*Your objective*
Work out how many lines of the listing hold "bool" and return that number by itself.

━━━ Dataset records

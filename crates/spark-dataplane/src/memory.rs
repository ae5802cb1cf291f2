//! # memory 模块说明
//!
//! ## 角色定位（Why）
//! - 描述符中的地址只有在共享地址空间的介质上才能直接解引用；
//!   其它介质上的地址只是对端的相对句柄，必须先经过映射表重映射；
//! - 两种情况用 [`MemoryHandle`] 的两个变体显式区分，误用在传输选择边界即报错，
//!   而不是在访问内存时才暴露。
//!
//! ## 内存模型（How）
//! - [`SharedRegion`] 以 `AtomicU32` 字数组模拟一段可被多方访问的端点内存窗口；
//! - 标志字使用 `Release` 写 / `Acquire` 读，数据字使用 `Relaxed` 访问，
//!   由随后的标志写入建立先后关系；
//! - 每次检查都重新读取内存，不缓存任何值。

use std::sync::{
    Arc,
    atomic::{AtomicU32, Ordering},
};

use serde::{Deserialize, Serialize};

use crate::error::{DataplaneError, Result};

/// 传输介质。
#[derive(Clone, Copy, Debug, Eq, PartialEq, Hash, Ord, PartialOrd, Serialize, Deserialize)]
#[serde(rename_all = "snake_case")]
pub enum Medium {
    /// 同一地址空间或以相同虚拟地址映射的共享内存。
    SharedMemory,
    /// RDMA 注册区：地址是远端密钥空间中的偏移。
    Rdma,
    /// 套接字：对端地址完全不可见。
    Socket,
}

impl Medium {
    /// 该介质上的地址能否被直接解引用。
    pub fn is_memory_shared(self) -> bool {
        matches!(self, Medium::SharedMemory)
    }

    pub(crate) fn tag(self) -> u8 {
        match self {
            Medium::SharedMemory => 0,
            Medium::Rdma => 1,
            Medium::Socket => 2,
        }
    }

    pub(crate) fn from_tag(tag: u8) -> Option<Self> {
        match tag {
            0 => Some(Medium::SharedMemory),
            1 => Some(Medium::Rdma),
            2 => Some(Medium::Socket),
            _ => None,
        }
    }
}

/// 内存句柄：可直接解引用的本地地址，或需重映射的远端句柄。
#[derive(Clone, Copy, Debug, Eq, PartialEq, Hash)]
pub enum MemoryHandle {
    Local(u64),
    Remote { handle: u64, medium: Medium },
}

impl MemoryHandle {
    /// 取出本地地址；远端句柄返回 [`DataplaneError::DescriptorNotDereferenceable`]。
    pub fn local_addr(self) -> Result<u64> {
        match self {
            MemoryHandle::Local(addr) => Ok(addr),
            MemoryHandle::Remote { medium, .. } => {
                Err(DataplaneError::DescriptorNotDereferenceable { medium })
            }
        }
    }

    pub fn is_local(self) -> bool {
        matches!(self, MemoryHandle::Local(_))
    }

    /// 在同一地址空间内平移句柄。
    pub fn offset(self, by: u64) -> Self {
        match self {
            MemoryHandle::Local(addr) => MemoryHandle::Local(addr.wrapping_add(by)),
            MemoryHandle::Remote { handle, medium } => MemoryHandle::Remote {
                handle: handle.wrapping_add(by),
                medium,
            },
        }
    }
}

#[derive(Clone, Copy, Debug, Eq, PartialEq)]
struct MappingWindow {
    medium: Medium,
    remote_base: u64,
    len: u64,
    local_base: u64,
}

/// 远端句柄到本地地址的映射表。
///
/// 每个窗口把某介质上 `[remote_base, remote_base + len)` 映射到本地 `local_base` 起始的区间；
/// 同一介质上的窗口不得重叠。
#[derive(Clone, Debug, Default)]
pub struct MappingTable {
    windows: Vec<MappingWindow>,
}

impl MappingTable {
    pub fn new() -> Self {
        Self::default()
    }

    /// 注册映射窗口。
    pub fn map(
        &mut self,
        medium: Medium,
        remote_base: u64,
        len: u64,
        local_base: u64,
    ) -> Result<()> {
        let remote_end = remote_base
            .checked_add(len)
            .filter(|_| len > 0)
            .ok_or(DataplaneError::RegionOutOfBounds {
                addr: remote_base,
                len,
                base: remote_base,
                region_len: 0,
            })?;
        let overlaps = self.windows.iter().any(|w| {
            w.medium == medium && remote_base < w.remote_base + w.len && w.remote_base < remote_end
        });
        if overlaps {
            return Err(DataplaneError::MappingOverlap {
                medium,
                remote_base,
            });
        }
        self.windows.push(MappingWindow {
            medium,
            remote_base,
            len,
            local_base,
        });
        Ok(())
    }

    /// 把句柄解析为本地地址；本地句柄原样返回。
    ///
    /// `span` 为随后要访问的字节数，整个区间都必须落在同一窗口内。
    pub fn resolve(&self, handle: MemoryHandle, span: u64) -> Result<u64> {
        let (remote, medium) = match handle {
            MemoryHandle::Local(addr) => return Ok(addr),
            MemoryHandle::Remote { handle, medium } => (handle, medium),
        };
        self.windows
            .iter()
            .find(|w| {
                w.medium == medium
                    && remote >= w.remote_base
                    && remote
                        .checked_add(span)
                        .is_some_and(|end| end <= w.remote_base + w.len)
            })
            .map(|w| w.local_base + (remote - w.remote_base))
            .ok_or(DataplaneError::UnmappedHandle {
                handle: remote,
                medium,
            })
    }

    pub fn len(&self) -> usize {
        self.windows.len()
    }

    pub fn is_empty(&self) -> bool {
        self.windows.is_empty()
    }
}

/// 一段可被生产者、消费者共同访问的端点内存窗口。
///
/// # 契约说明（What）
/// - 地址区间为 `[base, base + len)`，`len` 向上取整到 4 字节；
/// - 克隆共享同一份底层存储；
/// - 所有访问都做越界检查，标志字访问要求 4 字节对齐。
#[derive(Clone)]
pub struct SharedRegion {
    base: u64,
    words: Arc<[AtomicU32]>,
}

impl SharedRegion {
    pub fn new(base: u64, len: u64) -> Result<Self> {
        let out_of_bounds = DataplaneError::RegionOutOfBounds {
            addr: base,
            len,
            base,
            region_len: 0,
        };
        let span = len.div_ceil(4).checked_mul(4);
        if span.and_then(|span| base.checked_add(span)).is_none() {
            return Err(out_of_bounds);
        }
        let count = usize::try_from(len.div_ceil(4)).map_err(|_| out_of_bounds)?;
        if base % 4 != 0 {
            return Err(DataplaneError::MisalignedAccess { addr: base });
        }
        let mut words = Vec::new();
        words
            .try_reserve_exact(count)
            .map_err(|source| DataplaneError::RegionAllocation { len, source })?;
        words.resize_with(count, || AtomicU32::new(0));
        Ok(Self {
            base,
            words: words.into(),
        })
    }

    pub fn base(&self) -> u64 {
        self.base
    }

    pub fn len(&self) -> u64 {
        self.words.len() as u64 * 4
    }

    pub fn is_empty(&self) -> bool {
        self.words.is_empty()
    }

    /// 区间 `[addr, addr + len)` 是否完全落在窗口内。
    pub fn contains(&self, addr: u64, len: u64) -> bool {
        addr >= self.base
            && addr
                .checked_add(len)
                .is_some_and(|end| end <= self.base + self.len())
    }

    fn check(&self, addr: u64, len: u64) -> Result<usize> {
        if !self.contains(addr, len) {
            return Err(DataplaneError::RegionOutOfBounds {
                addr,
                len,
                base: self.base,
                region_len: self.len(),
            });
        }
        Ok((addr - self.base) as usize)
    }

    /// 以 `Acquire` 语义读取一个标志字。
    pub fn load_u32(&self, addr: u64) -> Result<u32> {
        let offset = self.check(addr, 4)?;
        if offset % 4 != 0 {
            return Err(DataplaneError::MisalignedAccess { addr });
        }
        Ok(self.words[offset / 4].load(Ordering::Acquire))
    }

    /// 以 `Release` 语义写入一个标志字。
    pub fn store_u32(&self, addr: u64, value: u32) -> Result<()> {
        let offset = self.check(addr, 4)?;
        if offset % 4 != 0 {
            return Err(DataplaneError::MisalignedAccess { addr });
        }
        self.words[offset / 4].store(value, Ordering::Release);
        Ok(())
    }

    /// 读取任意字节区间（小端字序）。
    pub fn read_bytes(&self, addr: u64, out: &mut [u8]) -> Result<()> {
        let offset = self.check(addr, out.len() as u64)?;
        for (i, byte) in out.iter_mut().enumerate() {
            let at = offset + i;
            let word = self.words[at / 4].load(Ordering::Relaxed);
            *byte = word.to_le_bytes()[at % 4];
        }
        Ok(())
    }

    /// 写入任意字节区间；整字直接写入，首尾不完整的字逐字节合并。
    pub fn write_bytes(&self, addr: u64, data: &[u8]) -> Result<()> {
        let offset = self.check(addr, data.len() as u64)?;
        let mut at = offset;
        let mut rest = data;
        while !rest.is_empty() {
            let lane = at % 4;
            let word = &self.words[at / 4];
            if lane == 0 && rest.len() >= 4 {
                let (chunk, tail) = rest.split_at(4);
                word.store(
                    u32::from_le_bytes([chunk[0], chunk[1], chunk[2], chunk[3]]),
                    Ordering::Relaxed,
                );
                rest = tail;
                at += 4;
                continue;
            }
            let take = (4 - lane).min(rest.len());
            let (chunk, tail) = rest.split_at(take);
            let mut current = word.load(Ordering::Relaxed);
            loop {
                let mut bytes = current.to_le_bytes();
                bytes[lane..lane + take].copy_from_slice(chunk);
                let merged = u32::from_le_bytes(bytes);
                match word.compare_exchange_weak(
                    current,
                    merged,
                    Ordering::Relaxed,
                    Ordering::Relaxed,
                ) {
                    Ok(_) => break,
                    Err(observed) => current = observed,
                }
            }
            rest = tail;
            at += take;
        }
        Ok(())
    }
}

impl core::fmt::Debug for SharedRegion {
    fn fmt(&self, f: &mut core::fmt::Formatter<'_>) -> core::fmt::Result {
        f.debug_struct("SharedRegion")
            .field("base", &format_args!("{:#x}", self.base))
            .field("len", &self.len())
            .finish()
    }
}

━━━━━━

*Exercise answer*
5